Source data
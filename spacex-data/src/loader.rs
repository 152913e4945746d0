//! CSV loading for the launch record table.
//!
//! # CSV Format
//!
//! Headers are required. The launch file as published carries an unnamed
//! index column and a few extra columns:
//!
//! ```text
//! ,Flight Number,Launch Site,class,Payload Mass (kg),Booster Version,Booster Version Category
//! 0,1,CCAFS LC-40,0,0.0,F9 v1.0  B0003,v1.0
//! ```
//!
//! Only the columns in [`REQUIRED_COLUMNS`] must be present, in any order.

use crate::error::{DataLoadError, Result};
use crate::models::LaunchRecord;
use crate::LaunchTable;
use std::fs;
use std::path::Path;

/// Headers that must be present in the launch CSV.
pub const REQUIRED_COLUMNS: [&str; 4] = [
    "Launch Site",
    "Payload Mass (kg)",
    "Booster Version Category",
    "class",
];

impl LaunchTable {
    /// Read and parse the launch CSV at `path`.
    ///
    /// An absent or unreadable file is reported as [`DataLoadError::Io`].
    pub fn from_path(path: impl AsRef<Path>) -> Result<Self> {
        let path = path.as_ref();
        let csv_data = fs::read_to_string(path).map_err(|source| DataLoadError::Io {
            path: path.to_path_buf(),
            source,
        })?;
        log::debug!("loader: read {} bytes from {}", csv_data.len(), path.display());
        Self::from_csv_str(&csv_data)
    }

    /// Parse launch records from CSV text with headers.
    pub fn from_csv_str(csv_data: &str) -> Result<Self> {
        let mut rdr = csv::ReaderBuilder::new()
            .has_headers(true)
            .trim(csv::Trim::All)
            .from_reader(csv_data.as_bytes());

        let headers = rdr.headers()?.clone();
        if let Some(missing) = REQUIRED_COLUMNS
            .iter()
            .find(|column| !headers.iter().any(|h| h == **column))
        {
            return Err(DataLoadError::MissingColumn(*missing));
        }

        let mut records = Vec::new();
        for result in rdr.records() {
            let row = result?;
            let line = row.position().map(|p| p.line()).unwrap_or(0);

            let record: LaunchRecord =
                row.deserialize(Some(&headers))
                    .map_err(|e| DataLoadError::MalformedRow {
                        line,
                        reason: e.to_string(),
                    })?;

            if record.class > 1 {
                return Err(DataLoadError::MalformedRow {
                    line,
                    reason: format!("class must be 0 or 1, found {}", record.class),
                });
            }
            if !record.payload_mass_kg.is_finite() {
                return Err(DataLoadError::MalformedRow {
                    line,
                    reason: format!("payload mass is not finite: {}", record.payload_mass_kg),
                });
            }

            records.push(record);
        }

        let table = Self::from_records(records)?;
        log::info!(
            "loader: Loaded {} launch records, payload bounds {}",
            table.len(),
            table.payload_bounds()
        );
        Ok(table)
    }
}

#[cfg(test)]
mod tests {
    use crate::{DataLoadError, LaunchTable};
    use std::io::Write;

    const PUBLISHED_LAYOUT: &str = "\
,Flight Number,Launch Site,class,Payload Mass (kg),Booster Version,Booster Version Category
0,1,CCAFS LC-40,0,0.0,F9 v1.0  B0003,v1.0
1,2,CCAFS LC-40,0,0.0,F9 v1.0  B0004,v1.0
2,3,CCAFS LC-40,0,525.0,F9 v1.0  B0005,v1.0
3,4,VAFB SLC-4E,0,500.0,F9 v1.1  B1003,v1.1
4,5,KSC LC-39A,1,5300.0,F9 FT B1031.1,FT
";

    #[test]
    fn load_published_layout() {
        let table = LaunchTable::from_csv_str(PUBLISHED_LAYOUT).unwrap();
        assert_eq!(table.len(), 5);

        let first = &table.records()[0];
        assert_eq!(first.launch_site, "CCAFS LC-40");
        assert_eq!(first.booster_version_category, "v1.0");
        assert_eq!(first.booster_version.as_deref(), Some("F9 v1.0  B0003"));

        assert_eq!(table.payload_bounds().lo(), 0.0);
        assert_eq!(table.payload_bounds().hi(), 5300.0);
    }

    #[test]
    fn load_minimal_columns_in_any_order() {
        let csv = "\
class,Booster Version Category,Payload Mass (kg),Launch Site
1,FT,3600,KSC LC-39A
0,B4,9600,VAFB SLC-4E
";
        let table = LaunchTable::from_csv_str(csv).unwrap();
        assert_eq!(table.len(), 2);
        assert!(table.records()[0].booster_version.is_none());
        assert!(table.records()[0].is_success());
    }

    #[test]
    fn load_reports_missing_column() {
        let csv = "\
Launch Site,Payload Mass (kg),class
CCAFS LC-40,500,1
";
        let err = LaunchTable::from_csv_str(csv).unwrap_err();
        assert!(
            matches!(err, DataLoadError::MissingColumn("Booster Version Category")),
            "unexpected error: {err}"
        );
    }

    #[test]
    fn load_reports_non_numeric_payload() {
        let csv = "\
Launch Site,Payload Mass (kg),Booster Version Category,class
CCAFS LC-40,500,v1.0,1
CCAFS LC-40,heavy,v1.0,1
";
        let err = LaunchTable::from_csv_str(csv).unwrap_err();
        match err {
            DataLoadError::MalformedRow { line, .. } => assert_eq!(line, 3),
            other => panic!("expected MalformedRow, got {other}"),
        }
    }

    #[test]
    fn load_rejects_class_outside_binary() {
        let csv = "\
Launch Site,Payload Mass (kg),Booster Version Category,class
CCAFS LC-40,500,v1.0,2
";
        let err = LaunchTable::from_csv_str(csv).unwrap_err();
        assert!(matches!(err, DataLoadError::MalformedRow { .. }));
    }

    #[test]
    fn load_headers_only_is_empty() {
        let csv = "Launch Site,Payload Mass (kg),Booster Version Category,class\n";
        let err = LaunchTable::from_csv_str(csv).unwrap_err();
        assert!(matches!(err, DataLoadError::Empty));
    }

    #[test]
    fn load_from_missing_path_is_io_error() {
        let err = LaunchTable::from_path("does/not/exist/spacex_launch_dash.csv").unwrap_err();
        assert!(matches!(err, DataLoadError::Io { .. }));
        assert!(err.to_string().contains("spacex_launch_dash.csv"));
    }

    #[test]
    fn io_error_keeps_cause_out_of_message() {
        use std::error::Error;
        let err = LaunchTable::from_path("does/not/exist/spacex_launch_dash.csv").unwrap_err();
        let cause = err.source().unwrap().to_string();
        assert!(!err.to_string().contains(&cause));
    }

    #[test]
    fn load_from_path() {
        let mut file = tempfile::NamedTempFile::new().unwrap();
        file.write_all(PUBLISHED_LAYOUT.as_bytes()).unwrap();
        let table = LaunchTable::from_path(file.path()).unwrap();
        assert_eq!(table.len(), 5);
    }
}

◆ Problem to solve: All lines above from the one with "1,2,CCAFS LC-40,0,0.0,F9 v1.0" to the one with "let table = LaunchTable::from_csv_str(csv).unwrap();", inclusive, should be copied exactly, and no other lines.

◆ Task solution:
1,2,CCAFS LC-40,0,0.0,F9 v1.0  B0004,v1.0
2,3,CCAFS LC-40,0,525.0,F9 v1.0  B0005,v1.0
3,4,VAFB SLC-4E,0,500.0,F9 v1.1  B1003,v1.1
4,5,KSC LC-39A,1,5300.0,F9 FT B1031.1,FT
";

    #[test]
    fn load_published_layout() {
        let table = LaunchTable::from_csv_str(PUBLISHED_LAYOUT).unwrap();
        assert_eq!(table.len(), 5);

        let first = &table.records()[0];
        assert_eq!(first.launch_site, "CCAFS LC-40");
        assert_eq!(first.booster_version_category, "v1.0");
        assert_eq!(first.booster_version.as_deref(), Some("F9 v1.0  B0003"));

        assert_eq!(table.payload_bounds().lo(), 0.0);
        assert_eq!(table.payload_bounds().hi(), 5300.0);
    }

    #[test]
    fn load_minimal_columns_in_any_order() {
        let csv = "\
class,Booster Version Category,Payload Mass (kg),Launch Site
1,FT,3600,KSC LC-39A
0,B4,9600,VAFB SLC-4E
";
        let table = LaunchTable::from_csv_str(csv).unwrap();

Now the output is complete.